How many lines in the records below contain "Deserialize"? Reply with the number alone.

+++ Provided records

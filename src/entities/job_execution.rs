use sea_orm::entity::prelude::*;
use serde::{Deserialize, Serialize};

#[derive(Clone, Debug, PartialEq, Eq, DeriveEntityModel, Serialize, Deserialize)]
#[sea_orm(table_name = "job_executions")]
pub struct Model {
    #[sea_orm(primary_key, auto_increment = true)]
    pub id: i64,
    pub job_name: String,
    pub started_at: i64,
    pub completed_at: Option<i64>,
    pub success: Option<i64>, // 0 = failure, 1 = success, NULL = running
    pub error_message: Option<String>,
    pub records_processed: Option<i64>,
}

#[derive(Copy, Clone, Debug, EnumIter, DeriveRelation)]
pub enum Relation {}

impl ActiveModelBehavior for ActiveModel {}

++++++

**Answer box**
2